(Excerpted from The Jane Austen Book Club)
Pride and Prejudice was originally entitled First Impressions. It was written between 1796 and 1797, and heavily revised before its publication in 1813. It is the most famous of the novels. Austen herself characterized it as "rather too light and bright, and sparkling," suggesting it needed some "solemn specious nonsense" for contrast. In an inversion of the classic Cinderella fairy tale, when the hero, Fitzwilliam Darcy, first sees the heroine, Elizabeth Bennet, at a ball, he refuses to dance with her.
Elizabeth is one of five Bennet daughters, second in age only to the beautiful Jane. The Bennet estate is entailed on a male cousin, and although the girls are comfortable enough as long as their father lives, their long-term financial survival depends on their marrying.

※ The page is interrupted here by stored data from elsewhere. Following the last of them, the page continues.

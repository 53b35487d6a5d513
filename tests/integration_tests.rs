//! Integration tests for texmark rendering

use texmark::{render, MatrixKind, RenderOptions, Renderer, EMPTY_PLACEHOLDER};

// ============================================================================
// Argument-taking commands
// ============================================================================

mod commands {
    use super::*;
    use pretty_assertions::assert_eq;

    const ARGUMENTS: &[&str] = &["x", "a+b", "x{y}", "AB"];

    #[test]
    fn test_single_argument_wrappers_keep_content() {
        let commands = [
            ("overline", "<span class=\"overline\">"),
            ("underline", "<span class=\"underline\">"),
            ("hat", "<span class=\"hat\">"),
            ("tilde", "<span class=\"tilde\">"),
            ("vec", "<span class=\"vec\">"),
            ("dot", "<span class=\"dot\">"),
            ("ddot", "<span class=\"ddot\">"),
            ("sqrt", "<span class=\"radicand\">"),
        ];
        for (cmd, open) in commands {
            for arg in ARGUMENTS {
                let out = render(format!("\\{}{{{}}}", cmd, arg).as_str());
                let expected = format!("{}{}</span>", open, arg);
                assert!(out.contains(&expected), "\\{}{{{}}} -> {}", cmd, arg, out);
            }
        }
    }

    #[test]
    fn test_nested_fraction_is_not_truncated() {
        let out = render(r"\frac{\frac{a}{b}}{c}");
        assert_eq!(
            out,
            "<p><span class=\"frac\"><span class=\"num\">\
             <span class=\"frac\"><span class=\"num\">a</span><span class=\"den\">b</span></span>\
             </span><span class=\"den\">c</span></span></p>"
        );
    }

    #[test]
    fn test_fraction_example() {
        let out = render(r"\frac{1}{2}");
        assert!(out.contains(
            "<span class=\"frac\"><span class=\"num\">1</span><span class=\"den\">2</span></span>"
        ));
    }

    #[test]
    fn test_fraction_spellings_agree() {
        assert_eq!(render(r"\dfrac{x}{y}"), render(r"\frac{x}{y}"));
    }
}

// ============================================================================
// Matrices
// ============================================================================

mod matrices {
    use super::*;
    use pretty_assertions::assert_eq;

    const KINDS: &[MatrixKind] = &[
        MatrixKind::Paren,
        MatrixKind::Bracket,
        MatrixKind::Plain,
        MatrixKind::Bar,
        MatrixKind::DoubleBar,
    ];

    #[test]
    fn test_rows_and_cells_for_every_kind() {
        for kind in KINDS {
            let name = kind.env_name();
            for rows in 1..=3 {
                for cols in 1..=3 {
                    let body: Vec<String> = (0..rows)
                        .map(|r| {
                            (0..cols)
                                .map(|c| format!("c{}{}", r, c))
                                .collect::<Vec<_>>()
                                .join(" & ")
                        })
                        .collect();
                    let input = format!(
                        "\\begin{{{}}} {} \\end{{{}}}",
                        name,
                        body.join(" \\\\ "),
                        name
                    );
                    let out = render(input.as_str());

                    assert!(out.contains(&format!("<table class=\"matrix {}\">", name)));
                    assert_eq!(out.matches("<tr>").count(), rows, "{}", out);
                    assert_eq!(out.matches("<td>").count(), rows * cols, "{}", out);
                    for r in 0..rows {
                        let row: String = (0..cols)
                            .map(|c| format!("<td>c{}{}</td>", r, c))
                            .collect();
                        assert!(out.contains(&format!("<tr>{}</tr>", row)), "{}", out);
                    }
                }
            }
        }
    }

    #[test]
    fn test_pmatrix_example() {
        let out = render(r"\begin{pmatrix} 1 & 2 \\ 3 & 4 \end{pmatrix}");
        assert!(out.contains(
            "<table class=\"matrix pmatrix\"><tr><td>1</td><td>2</td></tr>\
             <tr><td>3</td><td>4</td></tr></table>"
        ));
    }

    #[test]
    fn test_matrix_cells_are_rendered() {
        let out = render(r"$\begin{bmatrix} \alpha & \frac{1}{2} \end{bmatrix}$");
        assert!(out.contains("<td>α</td>"), "{}", out);
        assert!(out.contains("<td><span class=\"frac\">"), "{}", out);
    }
}

// ============================================================================
// Symbols
// ============================================================================

mod symbols {
    use super::*;
    use pretty_assertions::assert_eq;

    #[test]
    fn test_prefix_commands_in_isolation() {
        for (input, glyph) in [
            (r"$\in$", "∈"),
            (r"$\int$", "∫"),
            (r"$\infty$", "∞"),
            (r"$\pi$", "π"),
            (r"$\pitchfork$", "⋔"),
            (r"$\le$", "≤"),
            (r"$\leq$", "≤"),
        ] {
            assert_eq!(
                render(input),
                format!("<p><span class=\"math-inline\">{}</span></p>", glyph)
            );
        }
    }

    #[test]
    fn test_prefix_commands_adjacent() {
        let out = render(r"$\in \int \infty \pi\pitchfork$");
        assert!(out.contains("∈ ∫ ∞ π⋔"), "{}", out);
        assert!(!out.contains("nt"));
        assert!(!out.contains("fty"));
        assert!(!out.contains("tchfork"));
    }

    #[test]
    fn test_greek_alphabet_sample() {
        let out = render(r"$\alpha\beta\gamma\delta\epsilon\theta\lambda\mu\sigma\omega$");
        assert!(out.contains("αβγδϵθλμσω"), "{}", out);
        let out = render(r"$\Gamma\Delta\Theta\Lambda\Sigma\Phi\Psi\Omega$");
        assert!(out.contains("ΓΔΘΛΣΦΨΩ"), "{}", out);
    }

    #[test]
    fn test_operators_relations_arrows() {
        let out = render(r"$a \times b \leq c \Rightarrow d \neq e \to f$");
        assert!(out.contains("a × b ≤ c ⇒ d ≠ e → f"), "{}", out);
    }

    #[test]
    fn test_null_delimiters_leave_nothing() {
        assert_eq!(
            render(r"$\left. x \right|$"),
            "<p><span class=\"math-inline\"> x |</span></p>"
        );
    }

    #[test]
    fn test_functions_are_tagged() {
        let out = render(r"$\lim_{x \to 0} \frac{\sin x}{x} = 1$");
        assert!(out.contains("<span class=\"fn\">lim</span><sub>x → 0</sub>"), "{}", out);
        assert!(out.contains("<span class=\"fn\">sin</span> x"), "{}", out);
    }

    #[test]
    fn test_delimiter_sizing_is_dropped() {
        let out = render(r"$\left( \frac{a}{b} \right)$");
        assert!(out.starts_with("<p><span class=\"math-inline\">( <span class=\"frac\">"));
        assert!(out.ends_with("</span> )</span></p>"), "{}", out);
    }
}

// ============================================================================
// Math delimiters
// ============================================================================

mod delimiters {
    use super::*;
    use pretty_assertions::assert_eq;

    #[test]
    fn test_inline_example() {
        let out = render("Energy: $E = mc^2$");
        assert!(out.contains("<span class=\"math-inline\">E = mc<sup>2</sup></span>"));
    }

    #[test]
    fn test_double_dollar_is_one_display_block() {
        let out = render("We have $$a + b$$ here.");
        assert_eq!(out.matches("<div class=\"math-display\">").count(), 1);
        assert!(!out.contains("math-inline"));
        assert!(out.contains("<div class=\"math-display\">a + b</div>"));
    }

    #[test]
    fn test_mixed_display_and_inline() {
        let out = render(r"Let $x$ be given. \[x^{2} \geq 0\] Also \(y\).");
        assert_eq!(
            out,
            "<p>Let <span class=\"math-inline\">x</span> be given.</p>\
             <div class=\"math-display\">x<sup>2</sup> ≥ 0</div>\
             <p>Also <span class=\"math-inline\">y</span>.</p>"
        );
    }

    #[test]
    fn test_stars_in_math_are_not_emphasis() {
        assert_eq!(
            render("$2*3*4$"),
            "<p><span class=\"math-inline\">2*3*4</span></p>"
        );
        assert_eq!(
            render("*f* is $f*g*h$"),
            "<p><em>f</em> is <span class=\"math-inline\">f*g*h</span></p>"
        );
        let out = render("$$a*b*c$$");
        assert!(out.contains("<div class=\"math-display\">a*b*c</div>"), "{}", out);
    }

    #[test]
    fn test_unterminated_is_literal() {
        assert_eq!(render("price: $5"), "<p>price: $5</p>");
        assert_eq!(render(r"\[ x"), r"<p>\[ x</p>");
    }
}

// ============================================================================
// Block structure
// ============================================================================

mod blocks {
    use super::*;
    use pretty_assertions::assert_eq;

    #[test]
    fn test_heading_example() {
        let out = render("## Title\nSome text");
        assert_eq!(out, "<h2>Title</h2><p>Some text</p>");
    }

    #[test]
    fn test_three_heading_levels() {
        let out = render("# A\n## B\n### C");
        assert_eq!(out, "<h1>A</h1><h2>B</h2><h3>C</h3><p></p>");
    }

    #[test]
    fn test_heading_alone_reopens_paragraph() {
        let out = render("## Title");
        assert!(out.contains("<h2>Title</h2><p>"), "{}", out);
        assert!(out.ends_with("</p>"));
    }

    #[test]
    fn test_windows_line_endings() {
        assert_eq!(render("one\r\n\r\ntwo"), "<p>one</p><p>two</p>");
        assert_eq!(
            render("- a\r\n- b\r\n\r\nafter"),
            "<ul><li>a</li><li>b</li></ul><p>after</p>"
        );
    }

    #[test]
    fn test_paragraphs_and_breaks() {
        assert_eq!(render("one\n\ntwo"), "<p>one</p><p>two</p>");
        assert_eq!(render(r"line \\ next"), "<p>line <br> next</p>");
    }

    #[test]
    fn test_lists_with_math() {
        let out = render("- $\\alpha$\n- **b**");
        assert_eq!(
            out,
            "<ul><li><span class=\"math-inline\">α</span></li><li><strong>b</strong></li></ul>"
        );
    }
}

// ============================================================================
// Degenerate input and options
// ============================================================================

mod input_handling {
    use super::*;
    use pretty_assertions::assert_eq;

    #[test]
    fn test_empty_and_null_input() {
        assert_eq!(render(""), EMPTY_PLACEHOLDER);
        assert_eq!(render(" \n \t"), EMPTY_PLACEHOLDER);
        assert_eq!(render(None::<&str>), EMPTY_PLACEHOLDER);
        let missing: Option<String> = None;
        assert_eq!(render(missing.as_deref()), EMPTY_PLACEHOLDER);
    }

    #[test]
    fn test_raw_html_is_escaped() {
        let out = render("<script>alert(1)</script>");
        assert!(!out.contains("<script>"));
        assert!(out.contains("&lt;script&gt;"));
    }

    #[test]
    fn test_private_use_input_is_kept() {
        assert_eq!(render("a\u{E000}b"), "<p>a&#xE000;b</p>");
        assert_eq!(render("x\u{E002}y"), "<p>x&#xE002;y</p>");
    }

    #[test]
    fn test_renderer_is_shareable_across_threads() {
        let renderer = std::sync::Arc::new(Renderer::new(RenderOptions::default()));
        let handles: Vec<_> = (0..4)
            .map(|i| {
                let renderer = renderer.clone();
                std::thread::spawn(move || renderer.render(format!("$x^{}$", i).as_str()))
            })
            .collect();
        for (i, handle) in handles.into_iter().enumerate() {
            let out = handle.join().unwrap();
            assert!(out.contains(&format!("x<sup>{}</sup>", i)));
        }
    }

    #[test]
    fn test_malformed_input_never_panics() {
        for input in [
            r"\frac{",
            r"\frac{a}{",
            r"\sqrt[",
            r"\begin{pmatrix}",
            r"\end{pmatrix}",
            "$$",
            "$",
            r"\",
            "^",
            "_{",
            "{{{}}",
            "**",
            "é\\ü$ö$",
        ] {
            let _ = render(input);
        }
    }
}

The story revolves around Elizabeth's continued dislike of Darcy and Darcy's growing attraction to Elizabeth. When she meets the rake Wickham, he dislikes Darcy intensely; she is quickly won over by their shared distaste. A subplot involves her father's heir, the Reverend Collins, who attempts to amend his financial impact on the family by asking Elizabeth to marry him. Elizabeth rejects him-he is pompous and stupid-so he proposes to Charlotte Lucas, Elizabeth's best friend, who accepts.
Darcy proposes to Elizabeth, but rudely. Elizabeth rudely rejects him. Wickham elopes with Lydia, the youngest Bennet sister, and Darcy is instrumental in finding the couple and buying Lydia a marriage. This, along with his steadfast love and improved manners, convinces Elizabeth that he is the man for her after all. Jane marries Darcy's friend Mr. Bingley on the same day Elizabeth and Darcy are married. Both sisters end up rich.